FedEx profit soars with pandemic-fueled delivery demand

·2 min read
A Federal Express truck is shown in Los Angeles, California

(Reuters) - U.S. delivery firm FedEx Corp on Thursday said quarterly profit jumped more than expected on higher prices and surging volume from pandemic-fueled e-commerce deliveries during the holiday shipping season.

FedEx shares have more than doubled in price since a year ago, when the pandemic forced government officials to shutter businesses and issue stay-at-home orders.

On Thursday they jumped 4% to $274 in extended trading after founder and Chief Executive Frederick Smith said he expected demand for e-commerce and international express services to "remain very high for the foreseeable future."

Fiscal third-quarter adjusted net income at the Memphis-based company soared 153% from a year earlier to $939 million, or $3.47 per share, beating analyst expectations of $3.23 per share, according to Refinitiv data.

Revenue for the quarter ended Feb. 28 grew 23% to $21.5 billion, boosted by a half billion holiday package deliveries and COVID-19 vaccines shipments.

The results came even as severe winter weather in February disrupted service at important facilities in Memphis, Indianapolis and North Texas, and reduced quarterly operating income by about $350 million.

FedEx and rival United Parcel Service hiked prices to shelter profits after the pandemic hammered high-margin shipments between businesses and unleashed a flood of deliveries of online orders, including bulky items like exercise bikes and sofas.

Average daily package volume for FedEx Ground, which counts Walmart among its top e-commerce shipping partners, jumped 25% to 13.2 million during the quarter. Revenue per package increased 11% to $9.72.

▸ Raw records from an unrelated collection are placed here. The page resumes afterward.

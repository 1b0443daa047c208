//! Static accessibility tables.
//!
//! These tables are the single source of truth for which roles, properties
//! and values are valid.

pub mod aria;
pub mod html;
pub mod phrases;
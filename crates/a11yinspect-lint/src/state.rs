//! Whole-document state accumulated during a traversal.

use std::collections::HashMap;
use std::collections::HashSet;

use a11yinspect_ast::Element;
use a11yinspect_ast::Location;
use a11yinspect_ast::NodeId;
use indexmap::IndexMap;

use crate::knowledge::html;
use crate::resolve;

/// The names of the access key attribute.
pub(crate) const ACCESSKEY_ATTRIBUTES: &[&str] = &["accessKey", "accesskey"];

/// State gathered over a single traversal of a document.
///
/// The dispatcher observes every element in document order before any rule
/// checks it, so a rule sees the state as of (and including) the element it
/// is checking. Nothing observed later is visible until finalization.
#[derive(Debug, Default)]
pub struct DocumentState {
    /// The first element seen with each literal `id`.
    ids: HashMap<String, NodeId>,
    /// The elements repeating an earlier `id`.
    duplicate_ids: HashSet<NodeId>,
    /// The levels of participating headings, in document order.
    headings: Vec<u8>,
    /// The headings that skip a level.
    skipped_headings: HashSet<NodeId>,
    /// The number of `h1` elements seen.
    h1_count: usize,
    /// The number of main landmarks seen.
    main_count: usize,
    /// The number of `header` elements seen.
    header_count: usize,
    /// The number of `footer` elements seen.
    footer_count: usize,
    /// The sites of each lowercase access key.
    accesskeys: IndexMap<String, Vec<Location>>,
    /// Whether a `title` element was seen.
    title_seen: bool,
    /// Whether a skip link was seen.
    skip_link_seen: bool,
}

impl DocumentState {
    /// Observes an element.
    pub fn observe(&mut self, element: &Element<'_>) {
        self.observe_id(element);
        self.observe_heading(element);

        match element.name() {
            "h1" => self.h1_count += 1,
            "header" => self.header_count += 1,
            "footer" => self.footer_count += 1,
            "title" => self.title_seen = true,
            "a" if is_skip_link(element) => self.skip_link_seen = true,
            _ => {}
        }

        if element.is("main") || resolve::literal_role(element) == Some("main") {
            self.main_count += 1;
        }

        for attribute in element
            .attributes()
            .filter(|a| ACCESSKEY_ATTRIBUTES.contains(&a.name()))
        {
            let value = attribute.value();
            if let Some(literal) = value.literal().filter(|l| l.is_truthy()) {
                self.accesskeys
                    .entry(literal.to_text().to_lowercase())
                    .or_default()
                    .push(attribute.location());
            }
        }
    }

    /// Records the literal `id` of an element.
    ///
    /// A repeat is recorded against the repeating element, never against the
    /// first one.
    fn observe_id(&mut self, element: &Element<'_>) {
        let Some(literal) = element.value("id").literal() else {
            return;
        };

        let id = literal.to_text();
        if id.trim().is_empty() {
            return;
        }

        if self.ids.contains_key(id.as_ref()) {
            self.duplicate_ids.insert(element.id());
        } else {
            self.ids.insert(id.into_owned(), element.id());
        }
    }

    /// Records a heading in the heading sequence.
    ///
    /// Decorative headings and headings whose text is definitely empty do not
    /// participate.
    fn observe_heading(&mut self, element: &Element<'_>) {
        let Some(level) = html::heading_level(element.name()) else {
            return;
        };

        if resolve::is_decorative(element) || element.text().is_empty() {
            return;
        }

        if let Some(last) = self.headings.last() {
            if level > last + 1 {
                self.skipped_headings.insert(element.id());
            }
        }

        self.headings.push(level);
    }

    /// Determines if the element repeats an `id` seen earlier.
    pub fn is_duplicate_id(&self, id: NodeId) -> bool {
        self.duplicate_ids.contains(&id)
    }

    /// Determines if the heading skips a level relative to the previous
    /// participating heading.
    pub fn is_skipped_heading(&self, id: NodeId) -> bool {
        self.skipped_headings.contains(&id)
    }

    /// Gets the levels of the participating headings seen so far.
    pub fn heading_levels(&self) -> &[u8] {
        &self.headings
    }

    /// Gets the number of `h1` elements seen so far.
    pub fn h1_count(&self) -> usize {
        self.h1_count
    }

    /// Gets the number of main landmarks seen so far.
    pub fn main_count(&self) -> usize {
        self.main_count
    }

    /// Gets the number of `header` elements seen so far.
    pub fn header_count(&self) -> usize {
        self.header_count
    }

    /// Gets the number of `footer` elements seen so far.
    pub fn footer_count(&self) -> usize {
        self.footer_count
    }

    /// Iterates the access keys and the attributes using each.
    pub fn accesskeys(&self) -> impl Iterator<Item = (&str, &[Location])> + '_ {
        self.accesskeys
            .iter()
            .map(|(key, sites)| (key.as_str(), sites.as_slice()))
    }

    /// Determines if a `title` element was seen.
    pub fn title_seen(&self) -> bool {
        self.title_seen
    }

    /// Determines if a skip link was seen.
    pub fn skip_link_seen(&self) -> bool {
        self.skip_link_seen
    }
}

/// Determines if an `a` element is a skip link.
///
/// A skip link targets an in-page fragment and its text mentions skipping or
/// the main content.
fn is_skip_link(element: &Element<'_>) -> bool {
    let is_fragment = element
        .value("href")
        .as_str()
        .is_some_and(|href| href.starts_with('#') && href.len() > 1);
    if !is_fragment {
        return false;
    }

    let text = element.text().text.to_lowercase();
    text.contains("skip") || text.contains("main")
}

#[cfg(test)]
mod tests {
    use a11yinspect_ast::Document;
    use a11yinspect_ast::builder::ElementBuilder;
    use a11yinspect_ast::builder::document;
    use a11yinspect_ast::builder::element;
    use pretty_assertions::assert_eq;

    use super::*;

    /// Observes every element of a document.
    fn observe(doc: &Document) -> DocumentState {
        let mut state = DocumentState::default();
        for element in doc.elements() {
            state.observe(&element);
        }
        state
    }

    /// Builds a heading with text.
    fn heading(tag: &str) -> ElementBuilder {
        element(tag).text("Title")
    }

    #[test]
    fn duplicate_ids_report_every_repeat() {
        let doc = document([
            element("div").attr("id", "x"),
            element("div").attr("id", "x"),
            element("div").attr("id", "x"),
            element("div").attr("id", " "),
            element("div").attr("id", " "),
            element("div").dynamic("id"),
        ]);
        let state = observe(&doc);
        let duplicates: Vec<_> = doc
            .elements()
            .map(|e| state.is_duplicate_id(e.id()))
            .collect();
        assert_eq!(duplicates, [false, true, true, false, false, false]);
    }

    #[test]
    fn heading_sequence() {
        let doc = document([heading("h1"), heading("h2"), heading("h4")]);
        let state = observe(&doc);
        let skipped: Vec<_> = doc
            .elements()
            .map(|e| state.is_skipped_heading(e.id()))
            .collect();
        assert_eq!(skipped, [false, false, true]);

        let doc = document([heading("h1"), heading("h2"), heading("h3")]);
        let state = observe(&doc);
        assert!(doc.elements().all(|e| !state.is_skipped_heading(e.id())));
        assert_eq!(state.heading_levels(), [1, 2, 3]);
    }

    #[test]
    fn heading_sequence_excludes_empty_and_decorative() {
        let doc = document([
            heading("h1"),
            element("h2"),
            heading("h2").attr("aria-hidden", "true"),
            heading("h3"),
            element("h4").dynamic_text(),
        ]);
        let state = observe(&doc);
        assert_eq!(state.heading_levels(), [1, 3, 4]);
        let skipped: Vec<_> = doc
            .elements()
            .map(|e| state.is_skipped_heading(e.id()))
            .collect();
        assert_eq!(skipped, [false, false, false, true, false]);
    }

    #[test]
    fn counts_landmarks() {
        let doc = document([
            element("main"),
            element("div").attr("role", "main"),
            element("header"),
            element("footer"),
            element("footer"),
            element("h1"),
        ]);
        let state = observe(&doc);
        assert_eq!(state.main_count(), 2);
        assert_eq!(state.header_count(), 1);
        assert_eq!(state.footer_count(), 2);
        assert_eq!(state.h1_count(), 1);
        assert!(!state.title_seen());
    }

    #[test]
    fn groups_accesskeys() {
        let doc = document([
            element("button").attr("accessKey", "S"),
            element("a").attr("accesskey", "s"),
            element("a").attr("accesskey", ""),
            element("a").attr("accesskey", "h"),
        ]);
        let state = observe(&doc);
        let keys: Vec<_> = state
            .accesskeys()
            .map(|(key, sites)| (key, sites.len()))
            .collect();
        assert_eq!(keys, [("s", 2), ("h", 1)]);
    }

    #[test]
    fn detects_skip_links() {
        let doc = document([element("a").attr("href", "#").text("Skip")]);
        assert!(!observe(&doc).skip_link_seen());

        let doc = document([element("a").attr("href", "#content").text("Home")]);
        assert!(!observe(&doc).skip_link_seen());

        let doc = document([element("a")
            .attr("href", "#content")
            .text("Skip to content")]);
        assert!(observe(&doc).skip_link_seen());

        let doc = document([element("a").attr("href", "#main").expr_text("Main")]);
        assert!(observe(&doc).skip_link_seen());

        let doc = document([element("a")
            .attr("href", "#main")
            .child(element("span").text("Skip to content"))]);
        assert!(observe(&doc).skip_link_seen());
    }
}
//! A lint rule for `meter` elements.

use a11yinspect_ast::Element;

use crate::Context;
use crate::Message;
use crate::Rule;
use crate::Tag;
use crate::TagSet;
use crate::Variant;
use crate::resolve;

/// The identifier for the meter element rule.
const ID: &str = "meter-element";

/// The messages of the rule.
const MESSAGES: &[Message] = &[
    Message::new("meterMissingAccessibleName")
        .combined("❌ meter missing accessible name")
        .error("❌ meter missing accessible name"),
    Message::new("meterMissingMinMaxAttributes")
        .combined("❌ meter missing min/max attributes")
        .error("❌ meter missing min/max attributes"),
];

/// Detects meters without a name or a range.
#[derive(Default, Debug, Clone, Copy)]
pub struct MeterElementRule;

impl Rule for MeterElementRule {
    fn id(&self) -> &'static str {
        ID
    }

    fn description(&self) -> &'static str {
        "Ensures that meters have a name and an explicit range."
    }

    fn explanation(&self) -> &'static str {
        "A `meter` shows a value within a known range; the range must be declared with `min` and \
         `max`, and the meter needs a label or fallback text to say what it measures."
    }

    fn tags(&self) -> TagSet {
        TagSet::new(&[Tag::Perceivable])
    }

    fn related_rules(&self) -> &[&'static str] {
        &["progress-element"]
    }

    fn variants(&self) -> &'static [Variant] {
        &[Variant::Combined, Variant::Error]
    }

    fn messages(&self) -> &'static [Message] {
        MESSAGES
    }

    fn applies_to(&self, element: &Element<'_>) -> bool {
        element.is("meter")
    }

    fn check(&self, cx: &mut Context<'_>, element: &Element<'_>) {
        if resolve::missing_label(element) && element.text().is_empty() {
            cx.report("meterMissingAccessibleName", element.location());
        }

        if !element.has("min") || !element.has("max") {
            cx.report("meterMissingMinMaxAttributes", element.location());
        }
    }
}

#[cfg(test)]
mod tests {
    use a11yinspect_ast::builder::document;
    use a11yinspect_ast::builder::element;
    use pretty_assertions::assert_eq;

    use super::*;
    use crate::rules::testing::reports;

    #[test]
    fn meter_checks() {
        let doc = document([
            element("meter").attr("min", "0"),
            element("meter")
                .attr("min", "0")
                .attr("max", "1")
                .text("Disk usage"),
        ]);
        assert_eq!(
            reports(&MeterElementRule, &doc),
            [
                "meterMissingAccessibleName at <meter>@0",
                "meterMissingMinMaxAttributes at <meter>@0",
            ]
        );
    }
}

The company forecast full-year adjusted earnings per share of $17.60 to $18.20, assuming margin gains in all of its business segments. That outlook was better than Wall Street's average target of $17.40, according to Refinitiv.

Looking ahead, marketing chief Brie Carere said e-commerce volume could soften for a short time as COVID-19 vaccinated shoppers return to stores.

"However, we are very confident that e-commerce as a percentage of retail has a long growth runway," Carere said on a web cast.